Disclaimer: This post is sponsored by Burpee. All opinions and photography are our own.
As all of you know, Matt does 99% of the cooking in our home. I’ve been trying to cook more, especially since I love spending time in our new kitchen! But even with my attempt to be a little more involved, Matt still does the majority of the cooking in our home…and lucky for me, Matt LOVES eating healthy.
He enjoys finding healthy recipes, he loves talking to other people about their healthy diets, and just generally goes out of his way to make sure anything he makes is healthy. So when I asked him about his interest in adding a fresh herb garden in the kitchen, he was ALL in! I love the look of fresh herbs in a kitchen. He loves the idea of using these fresh Burpee herbs in his latest healthy recipes… or even drinks! Seemed like win-win to me?!
Fresh Herb Garden in The Kitchen
Today I am showcasing our gorgeous new herb garden in the kitchen, including which plants we chose, how we planted them, and how I plan to keep them alive (eek!). And spoiler alert: planting indoors does not have to be hard or even intimidating. As a total rookie when it comes to all things gardening, if I can do this, I know that you can too!
The Types of Herbs We Chose
Burpee was kind enough to send me a collection of herbs that included a little bit of everything, but you can get your hands on Burpee herbs, garden vegetables, or flowers at your local garden retailer or grocery store.
Here’s an overview of what we planted, including some quick tips on where you can use these fresh herbs and how to care for each one (this information was included with each plant & I found it SO helpful).
- Rosemary: Clip individual rosemary leaves or stem tips as needed, and use for flavoring meats, poultry, and potatoes.
- Parsley: Can be used for flavoring meat, soups, and salads, but is most widely used as a garnish. Can be grown in sun or shade.

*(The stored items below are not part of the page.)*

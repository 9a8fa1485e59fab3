//! Deploy-Driver: find-or-create deployments on a Coolify-like platform
//!
//! Resolves (or creates) a project, server and application for a published
//! repository, injects environment variables, triggers a build and polls it
//! under a fixed budget.
//!
//! ## Key Components
//!
//! - `DeployPlatform`: port over the platform API
//! - `CoolifyClient`: REST implementation of `DeployPlatform`
//! - `Deployer`: the step machine, including rollback of projects it created
//! - `BuildStatus` / `PollPolicy`: status classification and poll budget
//! - `sweep_build_secrets`: post-deploy demotion of sensitive build variables
//! - `fakes::MemoryDeployPlatform`: in-memory platform for tests

pub mod coolify;
pub mod driver;
mod error;
pub mod fakes;
pub mod platform;
pub mod status;
pub mod sweep;

pub use coolify::{CoolifyClient, CoolifyConfig};
pub use driver::{node_dockerfile, BuildPack, DeployContext, DeployOptions, DeployReport, Deployer};
pub use error::DeployError;
pub use platform::{
    AppSource, Application, DeployPlatform, EnvVar, NewApplication, NewServer, Project, Server,
};
pub use status::{BuildStatus, DeployOutcome, PollPolicy, LOG_TAIL_CHARS};
pub use sweep::{sweep_build_secrets, SweepReport};

/// Result type for deploy-driver operations
pub type Result<T> = std::result::Result<T, DeployError>;
//! Process-wide atomic counters.
//!
//! Incremented silently where the work happens; [`Metrics::flush`] logs all
//! of them as one `info!` event at the end of a pipeline run.

use std::sync::atomic::{AtomicU64, Ordering};

/// Global metrics singleton.
pub static METRICS: Metrics = Metrics::new();

pub struct Metrics {
    files_cleaned: AtomicU64,
    files_removed: AtomicU64,
    statements_executed: AtomicU64,
    statements_ignored: AtomicU64,
    rollbacks_performed: AtomicU64,
    cleanups_scheduled: AtomicU64,
}

impl Default for Metrics {
    fn default() -> Self {
        Self::new()
    }
}

impl Metrics {
    pub const fn new() -> Self {
        Self {
            files_cleaned: AtomicU64::new(0),
            files_removed: AtomicU64::new(0),
            statements_executed: AtomicU64::new(0),
            statements_ignored: AtomicU64::new(0),
            rollbacks_performed: AtomicU64::new(0),
            cleanups_scheduled: AtomicU64::new(0),
        }
    }

    /// Files whose published content differs from the original.
    pub fn add_files_cleaned(&self, n: u64) {
        self.files_cleaned.fetch_add(n, Ordering::Relaxed);
    }

    pub fn add_files_removed(&self, n: u64) {
        self.files_removed.fetch_add(n, Ordering::Relaxed);
    }

    pub fn add_statements(&self, executed: u64, ignored: u64) {
        self.statements_executed.fetch_add(executed, Ordering::Relaxed);
        self.statements_ignored.fetch_add(ignored, Ordering::Relaxed);
    }

    pub fn inc_rollbacks(&self) {
        self.rollbacks_performed.fetch_add(1, Ordering::Relaxed);
        tracing::trace!(metric = "rollbacks_performed", "counter incremented");
    }

    pub fn inc_cleanups_scheduled(&self) {
        self.cleanups_scheduled.fetch_add(1, Ordering::Relaxed);
        tracing::trace!(metric = "cleanups_scheduled", "counter incremented");
    }

    /// Emit all counters as a single `info!` event.
    pub fn flush(&self) {
        tracing::info!(
            metric = "flush",
            files_cleaned = self.files_cleaned(),
            files_removed = self.files_removed(),
            statements_executed = self.statements_executed(),
            statements_ignored = self.statements_ignored(),
            rollbacks_performed = self.rollbacks_performed(),
            cleanups_scheduled = self.cleanups_scheduled(),
        );
    }

    pub fn files_cleaned(&self) -> u64 {
        self.files_cleaned.load(Ordering::Relaxed)
    }

    pub fn files_removed(&self) -> u64 {
        self.files_removed.load(Ordering::Relaxed)
    }

    pub fn statements_executed(&self) -> u64 {
        self.statements_executed.load(Ordering::Relaxed)
    }

    pub fn statements_ignored(&self) -> u64 {
        self.statements_ignored.load(Ordering::Relaxed)
    }

    pub fn rollbacks_performed(&self) -> u64 {
        self.rollbacks_performed.load(Ordering::Relaxed)
    }

    pub fn cleanups_scheduled(&self) -> u64 {
        self.cleanups_scheduled.load(Ordering::Relaxed)
    }

    /// Reset all counters to zero (useful in tests).
    pub fn reset(&self) {
        self.files_cleaned.store(0, Ordering::Relaxed);
        self.files_removed.store(0, Ordering::Relaxed);
        self.statements_executed.store(0, Ordering::Relaxed);
        self.statements_ignored.store(0, Ordering::Relaxed);
        self.rollbacks_performed.store(0, Ordering::Relaxed);
        self.cleanups_scheduled.store(0, Ordering::Relaxed);
    }
}

#[cfg(test)]
mod tests {
    use super::*;

    #[test]
    fn counters_increment() {
        let m = Metrics::new();
        m.add_files_cleaned(3);
        m.add_files_removed(1);
        m.add_statements(5, 2);
        m.inc_rollbacks();
        m.inc_cleanups_scheduled();
        m.inc_cleanups_scheduled();
        assert_eq!(m.files_cleaned(), 3);
        assert_eq!(m.files_removed(), 1);
        assert_eq!(m.statements_executed(), 5);
        assert_eq!(m.statements_ignored(), 2);
        assert_eq!(m.rollbacks_performed(), 1);
        assert_eq!(m.cleanups_scheduled(), 2);
    }

    #[test]
    fn reset_zeroes_all() {
        let m = Metrics::new();
        m.add_files_cleaned(1);
        m.inc_rollbacks();
        m.reset();
        assert_eq!(m.files_cleaned(), 0);
        assert_eq!(m.rollbacks_performed(), 0);
    }
}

- Basil: For the record, this plant smells amazing! Perfect for fresh pesto and salads.
- Sage: Fresh or dried leaves add flavor to sausage, stuffing, salad, and soup. The leaves are best when harvested before or just after blooming.
- Mint: Used as a garnish, in sauces, or combined with other herbs to make flavorful tea. Keep soil evenly
moist and watch for any signs of wilt. Wilting means your mint needs water.
- Thyme: Leaves can be used fresh or dried. The plants grow well in their windowsill containers and are virtually maintenance-free. Flavor meats, poultry, stews, sauces, soups, and dressings.
How We Planted Our Herb Garden in the Kitchen
Planting the herbs in our kitchen was actually really easy too. Because it’s SO cold here in Chicago, I did all of the planting inside my kitchen. I picked up a few planters from Marshalls and simply dropped the plants right in them. I did make sure I had a little extra soil on hand for the plants that I placed in larger pots.
Getting all of the herbs in pots and getting all of the leftover soil cleaned out of the kitchen sink probably took about 20 minutes.
I did make sure to save the plant tags, just in case I had a maintenance question down the road. I also used these tags to guide me in placing the herbs around the kitchen. Fortunately, all of the tags suggested the herbs can be placed in full sun so pretty much anywhere in my kitchen fit that description.
I placed a few of the pots on the sill right above the kitchen sink. My hope is with plants so close to the sink, I’ll never forget to water them.I also love the pop of color that the herbs bring to our window sill. You can see them from the street and they make me so happy when I pull up on an extra cold day. #countdowntoSpring
The other herbs I placed on the open shelving in our kitchen. I love that hint of freshness and color they bring to the shelves. In the past, I’ve purchased flowers to bring that same sense of freshness and color, but I love that these more permanent pieces do that without having to re-invest so often.
How I Plan to Keep This Herb Garden in the Kitchen Alive
Like I mentioned before, I’m pretty confident in my ability to keep these herbs alive because they are so close to the sink. I have another plant on the other side of the sink that requires me to keep the soil moist. I was nervous about my ability to do that, but having it so close to the sink reminds me to water it every day.
And so far that plant is thriving (more so than any other house plant I’ve owned!). My hope is that I can stick with that same consistency with these herbs since they too are right next to the sink. That way we can enjoy the perks of them for the long haul!
If you have any great recipes that call for these fresh herbs, I’d love to hear about them! I’ll pass them onto Matt. I’m in charge of keeping the plants alive, he’s in charge of everything after that.Bridget
P.S. Is it just me or does this post about plants get anyone else eager for the spring?! I’m so over this brutally cold winter, already!